While I don’t really consider myself an expert on motorcycle boots, I have had quite a few different brands over the years. This experience led me to believe I knew a thing or two. Then I had a conversation with Brian from Atomic Moto. As it turns out, he is an expert, and I didn’t know nearly as much as I thought.
What makes Brian an expert? He spent years as a brand and product manager for two of the biggest names in MX and Off Road soft goods. Then he moved to Italy to work for (arguably) the most successful name in motorcycle boots. I’d say he has a little insight. Where as I instantly look for functionality and visual appeal, he views boots and all soft goods from a perspective of design, craftsmanship, and material quality. He’s also quick to point out expensive doesn’t guarantee an exceptional product.

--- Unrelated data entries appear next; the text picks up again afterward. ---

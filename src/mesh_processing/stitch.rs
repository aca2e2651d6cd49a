// SPDX-License-Identifier: MIT
//
// Copyright (c) 2025 Alexandre Severino
//
// Permission is hereby granted, free of charge, to any person obtaining a copy
// of this software and associated documentation files (the "Software"), to deal
// in the Software without restriction, including without limitation the rights
// to use, copy, modify, merge, publish, distribute, sublicense, and/or sell
// copies of the Software, and to permit persons to whom the Software is
// furnished to do so, subject to the following conditions:
//
// The above copyright notice and this permission notice shall be included in
// all copies or substantial portions of the Software.
//
// THE SOFTWARE IS PROVIDED "AS IS", WITHOUT WARRANTY OF ANY KIND, EXPRESS OR
// IMPLIED, INCLUDING BUT NOT LIMITED TO THE WARRANTIES OF MERCHANTABILITY,
// FITNESS FOR A PARTICULAR PURPOSE AND NONINFRINGEMENT. IN NO EVENT SHALL THE
// AUTHORS OR COPYRIGHT HOLDERS BE LIABLE FOR ANY CLAIM, DAMAGES OR OTHER
// LIABILITY, WHETHER IN AN ACTION OF CONTRACT, TORT OR OTHERWISE, ARISING FROM,
// OUT OF OR IN CONNECTION WITH THE SOFTWARE OR THE USE OR OTHER DEALINGS IN THE
// SOFTWARE.

use crate::{
    error::{MeshError, MeshResult},
    mesh::triangle_list::validate_faces,
};

/// A mesh after applying a stitch index.
#[derive(Debug, Clone, PartialEq)]
pub struct StitchedMesh<V> {
    pub vertices: Vec<V>,
    pub faces: Vec<[usize; 3]>,
    /// New index of every old vertex; `None` when it was dropped.
    pub vertex_map: Vec<Option<usize>>,
}

/// Redirect every face corner through `stitch_index`, then drop the
/// vertices no face references. Surviving vertices keep their order.
pub fn apply_stitch_index<V: Clone>(
    vertices: &[V],
    faces: &[[usize; 3]],
    stitch_index: &[usize],
) -> MeshResult<StitchedMesh<V>> {
    let n = vertices.len();
    if stitch_index.len() != n {
        return Err(MeshError::StitchIndexLength {
            got: stitch_index.len(),
            expected: n,
        });
    }
    if let Some((i, &v)) = stitch_index.iter().enumerate().find(|&(_, &v)| v >= n) {
        return Err(MeshError::InvalidParams {
            details: format!("stitch index maps vertex {i} to {v}, but there are {n} vertices"),
        });
    }
    validate_faces(faces, n)?;

    let stitched: Vec<[usize; 3]> = faces.iter().map(|f| f.map(|v| stitch_index[v])).collect();

    let mut referenced = vec![false; n];
    for f in &stitched {
        for &v in f {
            referenced[v] = true;
        }
    }
    let mut vertex_map = vec![None; n];
    let mut kept = Vec::new();
    for (v, _) in referenced.iter().enumerate().filter(|(_, r)| **r) {
        vertex_map[v] = Some(kept.len());
        kept.push(vertices[v].clone());
    }
    let faces = stitched
        .into_iter()
        .map(|f| f.map(|v| vertex_map[v].unwrap_or(v)))
        .collect();

    Ok(StitchedMesh {
        vertices: kept,
        faces,
        vertex_map,
    })
}

#[cfg(test)]
mod tests {
    use super::*;

    #[test]
    fn duplicate_is_merged_and_dropped() {
        let vertices = ['a', 'b', 'c', 'b'];
        let out = apply_stitch_index(&vertices, &[[0, 3, 2]], &[0, 1, 2, 1]).unwrap();
        assert_eq!(out.vertices, vec!['a', 'b', 'c']);
        assert_eq!(out.faces, vec![[0, 1, 2]]);
        assert_eq!(out.vertex_map, vec![Some(0), Some(1), Some(2), None]);
    }

    #[test]
    fn length_mismatch_is_reported() {
        let err = apply_stitch_index(&[0u8; 3], &[], &[0, 1]).unwrap_err();
        assert_eq!(err, MeshError::StitchIndexLength { got: 2, expected: 3 });
    }
}
// SPDX-License-Identifier: MIT
//
// Copyright (c) 2025 Alexandre Severino
//
// Permission is hereby granted, free of charge, to any person obtaining a copy
// of this software and associated documentation files (the "Software"), to deal
// in the Software without restriction, including without limitation the rights
// to use, copy, modify, merge, publish, distribute, sublicense, and/or sell
// copies of the Software, and to permit persons to whom the Software is
// furnished to do so, subject to the following conditions:
//
// The above copyright notice and this permission notice shall be included in
// all copies or substantial portions of the Software.
//
// THE SOFTWARE IS PROVIDED "AS IS", WITHOUT WARRANTY OF ANY KIND, EXPRESS OR
// IMPLIED, INCLUDING BUT NOT LIMITED TO THE WARRANTIES OF MERCHANTABILITY,
// FITNESS FOR A PARTICULAR PURPOSE AND NONINFRINGEMENT. IN NO EVENT SHALL THE
// AUTHORS OR COPYRIGHT HOLDERS BE LIABLE FOR ANY CLAIM, DAMAGES OR OTHER
// LIABILITY, WHETHER IN AN ACTION OF CONTRACT, TORT OR OTHERWISE, ARISING FROM,
// OUT OF OR IN CONNECTION WITH THE SOFTWARE OR THE USE OR OTHER DEALINGS IN THE
// SOFTWARE.

//! Constrained Delaunay triangulation of a planar straight-line graph.
//!
//! Points are inserted Bowyer-Watson style into a bounding super triangle,
//! then each constraint is recovered by removing the triangles it crosses
//! and retriangulating the two pseudo-polygons on either side. The hull is
//! inserted as constraints too, so the super triangle can be dropped
//! without leaving gaps. All predicates are evaluated in the point type's
//! own arithmetic, so the result is exact for exact scalars.

use std::cmp::Ordering;

use ahash::AHashSet;

use crate::{
    geometry::point::Point2,
    kernel::orientation::{incircle, orient2d},
    numeric::scalar::{RefArith, Scalar},
};

#[derive(Clone, Copy, Debug, PartialEq, Eq, Hash, PartialOrd, Ord)]
struct Edge(usize, usize);

impl Edge {
    #[inline]
    fn new(a: usize, b: usize) -> Self {
        if a < b { Edge(a, b) } else { Edge(b, a) }
    }
}

/// `p` lies strictly between `a` and `b` on the segment joining them.
pub fn on_open_segment<T: Scalar>(p: &Point2<T>, a: &Point2<T>, b: &Point2<T>) -> bool
where
    for<'a> &'a T: RefArith<T>,
{
    if !orient2d(a, b, p).is_zero() {
        return false;
    }
    let ab = a.vector_to(b);
    let t = ab.dot(&a.vector_to(p));
    t.is_positive() && t < ab.dot(&ab)
}

/// The open segments `[p, q]` and `[r, s]` cross in a single point.
pub fn crosses_properly<T: Scalar>(p: &Point2<T>, q: &Point2<T>, r: &Point2<T>, s: &Point2<T>) -> bool
where
    for<'a> &'a T: RefArith<T>,
{
    orient2d(p, q, r).sign() * orient2d(p, q, s).sign() < 0
        && orient2d(r, s, p).sign() * orient2d(r, s, q).sign() < 0
}

/// Triangulates the convex hull of `points` so that every constraint is an
/// edge of the result.
///
/// Constraints must not cross each other; a constraint passing through a
/// point is split there. Returned triangles are counter-clockwise, start at
/// their smallest index and are sorted. Duplicate points must have been
/// merged. Runs in `O(n^2)` for `n` points and a bounded number of
/// constraints per point.
pub fn constrained_triangulation<T: Scalar>(points: &[Point2<T>], constraints: &[[usize; 2]]) -> Vec<[usize; 3]>
where
    for<'a> &'a T: RefArith<T>,
{
    let n = points.len();
    let hull = convex_hull(points);
    if hull.len() < 3 {
        return Vec::new();
    }

    let mut pts = points.to_vec();
    pts.extend(super_triangle(points));
    let mut triangles = vec![[n, n + 1, n + 2]];
    for pid in 0..n {
        insert_point(&pts, pid, &mut triangles);
    }

    let hull_edges = (0..hull.len()).map(|i| [hull[i], hull[(i + 1) % hull.len()]]);
    let mut seen: AHashSet<Edge> = AHashSet::new();
    for [a, b] in hull_edges.chain(constraints.iter().copied()) {
        for [u, v] in split_constraint_chain(points, a, b) {
            if seen.insert(Edge::new(u, v)) {
                insert_constraint(&pts, u, v, &mut triangles);
            }
        }
    }

    let mut out: Vec<[usize; 3]> = triangles
        .into_iter()
        .filter(|t| t.iter().all(|&v| v < n))
        .map(|t| {
            let k = (0..3).min_by_key(|&i| t[i]).unwrap_or(0);
            [t[k], t[(k + 1) % 3], t[(k + 2) % 3]]
        })
        .collect();
    out.sort_unstable();
    out
}

fn cmp_xy<T: Scalar>(p: &Point2<T>, q: &Point2<T>) -> Ordering {
    p[0].partial_cmp(&q[0])
        .unwrap_or(Ordering::Equal)
        .then(p[1].partial_cmp(&q[1]).unwrap_or(Ordering::Equal))
}

/// Counter-clockwise hull indices, without collinear boundary points.
fn convex_hull<T: Scalar>(points: &[Point2<T>]) -> Vec<usize>
where
    for<'a> &'a T: RefArith<T>,
{
    let mut order: Vec<usize> = (0..points.len()).collect();
    order.sort_by(|&i, &j| cmp_xy(&points[i], &points[j]));

    let mut lower = half_hull(points, order.iter().copied());
    let mut upper = half_hull(points, order.iter().rev().copied());
    lower.pop();
    upper.pop();
    lower.extend(upper);
    lower
}

fn half_hull<T: Scalar>(points: &[Point2<T>], ids: impl Iterator<Item = usize>) -> Vec<usize>
where
    for<'a> &'a T: RefArith<T>,
{
    let mut h: Vec<usize> = Vec::new();
    for i in ids {
        while h.len() >= 2 && !orient2d(&points[h[h.len() - 2]], &points[h[h.len() - 1]], &points[i]).is_positive() {
            h.pop();
        }
        h.push(i);
    }
    h
}

/// Counter-clockwise triangle strictly containing every point.
fn super_triangle<T: Scalar>(points: &[Point2<T>]) -> [Point2<T>; 3]
where
    for<'a> &'a T: RefArith<T>,
{
    let (mut lo, mut hi) = (points[0].clone(), points[0].clone());
    for p in points {
        for i in 0..2 {
            if p[i] < lo[i] {
                lo[i] = p[i].clone();
            }
            if p[i] > hi[i] {
                hi[i] = p[i].clone();
            }
        }
    }
    let dx = &hi[0] - &lo[0];
    let dy = &hi[1] - &lo[1];
    let m = &(if dx > dy { dx } else { dy }) + &T::one();
    let four_m = &T::from(4) * &m;

    let (x0, y0) = (&lo[0] - &m, &lo[1] - &m);
    let (x1, y1) = (&lo[0] + &four_m, &lo[1] + &four_m);
    [
        Point2::new([x0.clone(), y0.clone()]),
        Point2::new([x1, y0]),
        Point2::new([x0, y1]),
    ]
}

/// Bowyer-Watson insertion of `pts[pid]`.
fn insert_point<T: Scalar>(pts: &[Point2<T>], pid: usize, triangles: &mut Vec<[usize; 3]>)
where
    for<'a> &'a T: RefArith<T>,
{
    let p = &pts[pid];
    let mut cavity: Vec<(usize, usize)> = Vec::new();
    triangles.retain(|t| {
        if incircle(&pts[t[0]], &pts[t[1]], &pts[t[2]], p).is_positive() {
            cavity.extend([(t[0], t[1]), (t[1], t[2]), (t[2], t[0])]);
            false
        } else {
            true
        }
    });

    // Interior cavity edges appear once in each direction.
    let directed: AHashSet<(usize, usize)> = cavity.iter().copied().collect();
    for &(u, v) in &cavity {
        if !directed.contains(&(v, u)) {
            triangles.push([u, v, pid]);
        }
    }
}

/// Pieces of `[a, b]` between the points lying on it, in order.
fn split_constraint_chain<T: Scalar>(points: &[Point2<T>], a: usize, b: usize) -> Vec<[usize; 2]>
where
    for<'a> &'a T: RefArith<T>,
{
    if a == b {
        return Vec::new();
    }
    let (pa, pb) = (&points[a], &points[b]);
    let ab = pa.vector_to(pb);
    let mut mids: Vec<(T, usize)> = (0..points.len())
        .filter(|&k| k != a && k != b && on_open_segment(&points[k], pa, pb))
        .map(|k| (ab.dot(&pa.vector_to(&points[k])), k))
        .collect();
    mids.sort_by(|(s, _), (t, _)| s.partial_cmp(t).unwrap_or(Ordering::Equal));

    let mut chain = Vec::with_capacity(mids.len() + 2);
    chain.push(a);
    chain.extend(mids.into_iter().map(|(_, k)| k));
    chain.push(b);
    chain.windows(2).map(|w| [w[0], w[1]]).collect()
}

/// Makes `[a, b]` an edge. Its open segment must not contain a vertex.
fn insert_constraint<T: Scalar>(pts: &[Point2<T>], a: usize, b: usize, triangles: &mut Vec<[usize; 3]>)
where
    for<'a> &'a T: RefArith<T>,
{
    let (pa, pb) = (&pts[a], &pts[b]);
    let mut crossed: Vec<Edge> = Vec::new();
    let mut seen: AHashSet<Edge> = AHashSet::new();
    triangles.retain(|t| {
        let mut hit = false;
        for i in 0..3 {
            let (u, v) = (t[i], t[(i + 1) % 3]);
            if crosses_properly(pa, pb, &pts[u], &pts[v]) {
                hit = true;
                if seen.insert(Edge::new(u, v)) {
                    crossed.push(Edge::new(u, v));
                }
            }
        }
        !hit
    });
    if crossed.is_empty() {
        return;
    }

    // Order the crossed edges by where they meet `[a, b]`.
    let mut keyed: Vec<(T, Edge)> = crossed
        .into_iter()
        .map(|e| {
            let oa = orient2d(&pts[e.0], &pts[e.1], pa);
            let ob = orient2d(&pts[e.0], &pts[e.1], pb);
            (&oa / &(&oa - &ob), e)
        })
        .collect();
    keyed.sort_by(|(s, _), (t, _)| s.partial_cmp(t).unwrap_or(Ordering::Equal));

    let mut left: Vec<usize> = Vec::new();
    let mut right: Vec<usize> = Vec::new();
    for (_, e) in &keyed {
        let (l, r) = if orient2d(pa, pb, &pts[e.0]).is_positive() {
            (e.0, e.1)
        } else {
            (e.1, e.0)
        };
        if left.last() != Some(&l) {
            left.push(l);
        }
        if right.last() != Some(&r) {
            right.push(r);
        }
    }
    triangulate_pseudo_polygon(pts, a, b, &left, triangles);
    triangulate_pseudo_polygon(pts, a, b, &right, triangles);
}

/// Fills the polygon bounded by `[a, b]` and `chain`, picking for each base
/// the chain vertex whose circle through the base holds no other.
fn triangulate_pseudo_polygon<T: Scalar>(
    pts: &[Point2<T>],
    a: usize,
    b: usize,
    chain: &[usize],
    out: &mut Vec<[usize; 3]>,
) where
    for<'a> &'a T: RefArith<T>,
{
    if chain.is_empty() {
        return;
    }
    let mut ci = 0;
    for i in 1..chain.len() {
        let [x, y, z] = ccw(pts, [a, b, chain[ci]]);
        if incircle(&pts[x], &pts[y], &pts[z], &pts[chain[i]]).is_positive() {
            ci = i;
        }
    }
    let c = chain[ci];
    out.push(ccw(pts, [a, b, c]));
    triangulate_pseudo_polygon(pts, a, c, &chain[..ci], out);
    triangulate_pseudo_polygon(pts, c, b, &chain[ci + 1..], out);
}

fn ccw<T: Scalar>(pts: &[Point2<T>], [a, b, c]: [usize; 3]) -> [usize; 3]
where
    for<'a> &'a T: RefArith<T>,
{
    if orient2d(&pts[a], &pts[b], &pts[c]).is_negative() {
        [a, c, b]
    } else {
        [a, b, c]
    }
}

Apparently MX boots are only made in two places: Asia or Italy. Stand alone, there’s nothing wrong with the boots crafted in Asia; they do the job. But when they’re compared side by side with Italian boots, the differences quickly become evident. Yes you’re going to pay a little more for an Italian boot, but for a little more money you get a lot more boot.
As owner/operator of the web based business Brian was very gracious with his time; he offered up a wealth of knowledge about boots in general, the different brands, and specific models. He was also very patient with me while I attempted to pronounce Gaerne correctly. I’d highly recommend Atomic Moto for boots and soft goods. Based on his years of experience, Brian has assembled an inventory of quality merchandise at reasonable prices. Order anytime…now that I’ve inflated his ego to the point where his head won’t fit through the door, he’s stuck at their office.
Taking into consideration what Brian recommended and being budget minded, I settled on the Gaerne GX-1. Having worn nothing but Asian made boots in the past, the difference was noticeable immediately. These light weight boots fit more like a comfortable hiking boot than a ski boot. Their flexibility right out of the box is a testament to the quality of raw materials used in construction. My first ride wearing them I only missed one shift; normally before I can break in a boot I’ve missed a dozen.
I wouldn’t join in a March of Dimes Walk-a-Thon in the GX-1 but they weren’t uncomfortable, even brand new. The addition of a Spenco insole might even make them ready for the dance floor. Hands down my favorite feature was the alloy buckles. Easy to adjust, they had a smooth action, closed easily and felt securely fastened. I’ve had Alpinestars with straps that stabbed me in the leg and a pair of Fly boots that I had to pound on the buckles with my fist to get them to close. Then as soon as I brushed up against something the buckles would pop open.
This may be the perfect boot for the vast majority of riders. Unfortunately it’s almost the perfect boot for me. It seems to me that the Italians must all have calf muscles like Kratos, the greek god of steroid usage. I have lower legs anatomically similar to a stick figure. The result is that my foot and ankle fit perfectly but the top half of the boot has too much extra room, even with my shin pads inserted. Trying to adjust the straps to cinch up the top of the boot resulted in the side starting to collapse in on itself. One issue may be that I’ve acquired a preference for over the boot pants; maybe most Italians prefer their riding pants in the boot. Or maybe I should just start using steroids.
Overall the Gaerne GX-1 is one of, if not the best pair of boots you can buy at this price point – unless you have chicken legs.